UPDATED 11:00 EST / SEPTEMBER 29 2021

INFRA

With newest switch, Juniper extends reach of intent-based network automation

Juniper Networks Inc. claims to be “future-proofing” enterprises data centers with the launch of its latest QFX5700 Series networking switch.

It’s billed as the most flexible midsized switch of its kind available, with the ability to mix and match line cards with a range of interface options ranging from 10-gigabit Ethernet to 400G to support various use cases.

Juniper said today the QFX5700 Series will help to deliver on its vision of “experience-first networking,” an effort aimed at reimagining the data center with agile, intent-based operations.

In a blog post, Mike Bushong, vice president of data center product management at Juniper, said the QFX5700 Series switch will help usher in a new generation of intent-based, self-driving networks that leverage the company’s Apstra automation software.

“With Apstra, we’re helping customers go far beyond what other vendors call ‘automation’ — that is, automating a series of procedural steps to perform a given task faster,” Bushong said. “This may generate ‘speed’ in a narrow sense, but true business agility is built on the foundation of consistency and reliability.”

Customers can use Apstra to build operations frameworks in a repeatable way in multivendor environments that can identify when and where a task needs to be invoked, how it should be executed and whether that task has accomplished the desired intent. In other words, Apstra automates networks to help customers make the right decisions at the right time to achieve the best possible outcome, such as quality of experience for an application, security, reachability, compliance or another business-level imperative.

“Juniper is enabling an experience-driven operations model where humans can focus on what they want to happen instead of mastering the syntax needed to make it so,” Bushong said.

The Juniper QFX5700 Series Switch is a key component of that vision, he said, since it allows companies to bring intelligence to more places to address a much broader set of use cases. Its versatility is a crucial enabling factor, he said, with support for 10G, 25G, 40G,50G, 100G, 200G and even 400G line cards.

That flexibility means it can be installed pretty much anywhere, extending intent-based automation and rich telemetry to every part of the data center. The switch is said to be the first in the industry that’s based on Broadcom Inc.’s new Trident 4 programmable merchant silicon, capable of delivering 25.6 terabits per second of bidirectional bandwidth. The switch is powered by the latest version of Juniper’s network operating system, Junos Evolved.

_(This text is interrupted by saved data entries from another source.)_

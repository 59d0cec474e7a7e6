use bytemuck::{Pod, Zeroable};

use crate::error::ConfigError;
use crate::math::domain::Domain;
use crate::math::field::ScalarField;

#[repr(C)]
#[derive(Clone, Copy, Debug, PartialEq, Pod, Zeroable)]
pub struct Vertex {
    pub position: [f32; 3],
    /// Offset inside the enclosing grid-line group, in `[0, 1)`.
    pub cell_local: [f32; 2],
    pub gradient: [f32; 2],
}

#[derive(Clone, Debug, PartialEq)]
pub struct Mesh {
    vertices: Vec<Vertex>,
    indices: Vec<[u16; 3]>,
    z_min: f32,
    z_max: f32,
}

impl Mesh {
    pub fn vertices(&self) -> &[Vertex] {
        &self.vertices
    }

    pub fn triangles(&self) -> &[[u16; 3]] {
        &self.indices
    }

    pub fn triangle_count(&self) -> usize {
        self.indices.len()
    }

    /// Number of `u16` entries in the index buffer.
    pub fn index_count(&self) -> u32 {
        (self.indices.len() * 3) as u32
    }

    pub fn z_range(&self) -> (f32, f32) {
        (self.z_min, self.z_max)
    }

    pub fn vertex_bytes(&self) -> &[u8] {
        bytemuck::cast_slice(&self.vertices)
    }

    pub fn index_bytes(&self) -> &[u8] {
        bytemuck::cast_slice(&self.indices)
    }
}

#[inline]
fn grid_index(i: u32, j: u32, ny: u32) -> u16 {
    (i * (ny + 1) + j) as u16
}

#[inline]
fn group_offset(origin: f64, step: f64, i: u32, group: u32) -> f64 {
    let coord = origin + i as f64 * step;
    let anchor = origin + ((i / group) * group) as f64 * step;
    (coord - anchor) / (group as f64 * step)
}

/// Emits `(nx+1)*(ny+1)` vertices and two triangles per cell. Fails before
/// allocating if `domain` is invalid or too large for 16-bit indices.
pub fn build_surface_mesh(field: &dyn ScalarField, domain: &Domain) -> Result<Mesh, ConfigError> {
    domain.validate()?;

    let Domain { x1, y1, nx, ny, groupx, groupy, .. } = *domain;
    let (dx, dy) = domain.step();

    let mut vertices = Vec::with_capacity(domain.vertex_count() as usize);
    let mut z_min = f32::MAX;
    let mut z_max = f32::MIN;

    for i in 0..=nx {
        let x = x1 + i as f64 * dx;
        let x_bar = group_offset(x1, dx, i, groupx);

        for j in 0..=ny {
            let y = y1 + j as f64 * dy;
            let y_bar = group_offset(y1, dy, j, groupy);

            let sample = field.evaluate(x, y);
            let z = sample.z as f32;
            if z.is_finite() {
                z_min = z_min.min(z);
                z_max = z_max.max(z);
            }

            vertices.push(Vertex {
                position: [x as f32, y as f32, z],
                cell_local: [x_bar as f32, y_bar as f32],
                gradient: [sample.gradient.x as f32, sample.gradient.y as f32],
            });
        }
    }

    let mut indices = Vec::with_capacity(domain.triangle_count() as usize);
    for i in 0..nx {
        for j in 0..ny {
            let a = grid_index(i, j, ny);
            let b = grid_index(i + 1, j, ny);
            let c = grid_index(i, j + 1, ny);
            let d = grid_index(i + 1, j + 1, ny);

            indices.push([a, b, c]);
            indices.push([c, b, d]);
        }
    }

    log::info!(
        "Built {} surface: {} vertices, {} triangles, z in [{:.3}, {:.3}]",
        field.name(),
        vertices.len(),
        indices.len(),
        z_min,
        z_max
    );

    Ok(Mesh {
        vertices,
        indices,
        z_min,
        z_max,
    })
}

#[cfg(test)]
mod tests {
    use super::*;
    use crate::math::field::{Gaussian, Saddle, Sinc};

    fn small_domain() -> Domain {
        Domain {
            x1: -8.0,
            x2: 8.0,
            y1: -8.0,
            y2: 8.0,
            nx: 2,
            ny: 2,
            groupx: 1,
            groupy: 1,
        }
    }

    fn signed_area(mesh: &Mesh, tri: [u16; 3]) -> f32 {
        let p = |k: u16| mesh.vertices()[k as usize].position;
        let (a, b, c) = (p(tri[0]), p(tri[1]), p(tri[2]));
        (b[0] - a[0]) * (c[1] - a[1]) - (b[1] - a[1]) * (c[0] - a[0])
    }

    #[test]
    fn three_by_three_grid_around_origin() {
        let mesh = build_surface_mesh(&Sinc, &small_domain()).unwrap();

        assert_eq!(mesh.vertices().len(), 9);
        assert_eq!(mesh.triangle_count(), 8);
        assert_eq!(mesh.index_count(), 24);

        let centre = mesh.vertices()[1 * 3 + 1];
        assert_eq!(centre.position, [0.0, 0.0, 1.0]);
        assert_eq!(centre.gradient, [0.0, 0.0]);
    }

    #[test]
    fn index_buffer_covers_every_cell() {
        let domain = Domain {
            nx: 7,
            ny: 11,
            groupx: 3,
            groupy: 4,
            ..Domain::default()
        };
        let mesh = build_surface_mesh(&Saddle, &domain).unwrap();
        let vertex_count = (domain.nx + 1) * (domain.ny + 1);

        assert_eq!(mesh.index_count(), 6 * domain.nx * domain.ny);
        assert_eq!(mesh.index_bytes().len(), 6 * 7 * 11 * 2);
        assert_eq!(mesh.vertex_bytes().len(), vertex_count as usize * 28);
        for tri in mesh.triangles() {
            assert!(tri.iter().all(|&k| (k as u32) < vertex_count));
        }
    }

    #[test]
    fn triangles_only_join_adjacent_grid_points() {
        let domain = Domain { nx: 5, ny: 4, groupx: 1, groupy: 1, ..Domain::default() };
        let mesh = build_surface_mesh(&Gaussian, &domain).unwrap();
        let stride = domain.ny + 1;

        for tri in mesh.triangles() {
            for &a in tri {
                for &b in tri {
                    let (ia, ja) = (a as u32 / stride, a as u32 % stride);
                    let (ib, jb) = (b as u32 / stride, b as u32 % stride);
                    assert!(ia.abs_diff(ib) <= 1 && ja.abs_diff(jb) <= 1);
                }
            }
        }
    }

    #[test]
    fn winding_is_consistent() {
        let domain = Domain { nx: 6, ny: 9, groupx: 2, groupy: 3, ..Domain::default() };
        let mesh = build_surface_mesh(&Sinc, &domain).unwrap();

        let first = signed_area(&mesh, mesh.triangles()[0]).signum();
        assert_ne!(first, 0.0);
        for &tri in mesh.triangles() {
            assert_eq!(signed_area(&mesh, tri).signum(), first);
        }
    }

    #[test]
    fn vertices_follow_row_major_layout() {
        let domain = Domain { nx: 4, ny: 3, groupx: 2, groupy: 3, ..Domain::default() };
        let mesh = build_surface_mesh(&Saddle, &domain).unwrap();
        let (dx, dy) = domain.step();

        for i in 0..=domain.nx {
            for j in 0..=domain.ny {
                let v = mesh.vertices()[(i * (domain.ny + 1) + j) as usize];
                assert_eq!(v.position[0], (domain.x1 + i as f64 * dx) as f32);
                assert_eq!(v.position[1], (domain.y1 + j as f64 * dy) as f32);
            }
        }
    }

    #[test]
    fn cell_local_coordinates_stay_in_unit_square() {
        let domains = [
            Domain::default(),
            Domain { x1: -1.3, x2: 2.9, y1: 0.1, y2: 0.7, nx: 37, ny: 13, groupx: 6, groupy: 13 },
            Domain { nx: 3, ny: 3, groupx: 3, groupy: 1, ..Domain::default() },
        ];

        for domain in domains {
            let mesh = build_surface_mesh(&Sinc, &domain).unwrap();
            for v in mesh.vertices() {
                let [u, w] = v.cell_local;
                assert!((0.0..1.0).contains(&u), "u = {u}");
                assert!((0.0..1.0).contains(&w), "v = {w}");
            }
        }
    }

    #[test]
    fn cell_local_restarts_at_each_group() {
        let domain = Domain { nx: 10, ny: 10, groupx: 5, groupy: 5, ..Domain::default() };
        let mesh = build_surface_mesh(&Sinc, &domain).unwrap();

        let u = |i: u32| mesh.vertices()[(i * 11) as usize].cell_local[0];
        assert_eq!(u(0), 0.0);
        assert_eq!(u(5), 0.0);
        assert_eq!(u(10), 0.0);
        assert!((u(2) - 0.4).abs() < 1e-6);
        assert!((u(9) - 0.8).abs() < 1e-6);
    }

    #[test]
    fn building_twice_is_bit_identical() {
        let domain = Domain::default();
        let a = build_surface_mesh(&Sinc, &domain).unwrap();
        let b = build_surface_mesh(&Sinc, &domain).unwrap();

        assert_eq!(a.vertex_bytes(), b.vertex_bytes());
        assert_eq!(a.index_bytes(), b.index_bytes());
    }

    #[test]
    fn malformed_domain_fails_before_sampling() {
        let domain = Domain { groupy: 0, ..Domain::default() };
        assert!(matches!(
            build_surface_mesh(&Sinc, &domain),
            Err(ConfigError::ZeroGroup { .. })
        ));

        let huge = Domain { nx: 300, ny: 300, ..Domain::default() };
        assert!(matches!(
            build_surface_mesh(&Sinc, &huge),
            Err(ConfigError::GridTooLarge { .. })
        ));
    }

    #[test]
    fn z_range_spans_sampled_heights() {
        let mesh = build_surface_mesh(&Sinc, &small_domain()).unwrap();
        let (lo, hi) = mesh.z_range();
        assert_eq!(hi, 1.0);
        assert!(lo < 0.2);
    }
}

Bushong explained that a true intent-based data center network is one that automatically translates business-level decisions into network configurations across complex and dynamic multivendor environments. To do this, companies must adopt an “operations mindset.” An intent-based network constantly models the state of the network, checks against that state, collects rich telemetry and proactively alerts human operators when an issue might be arising, he said.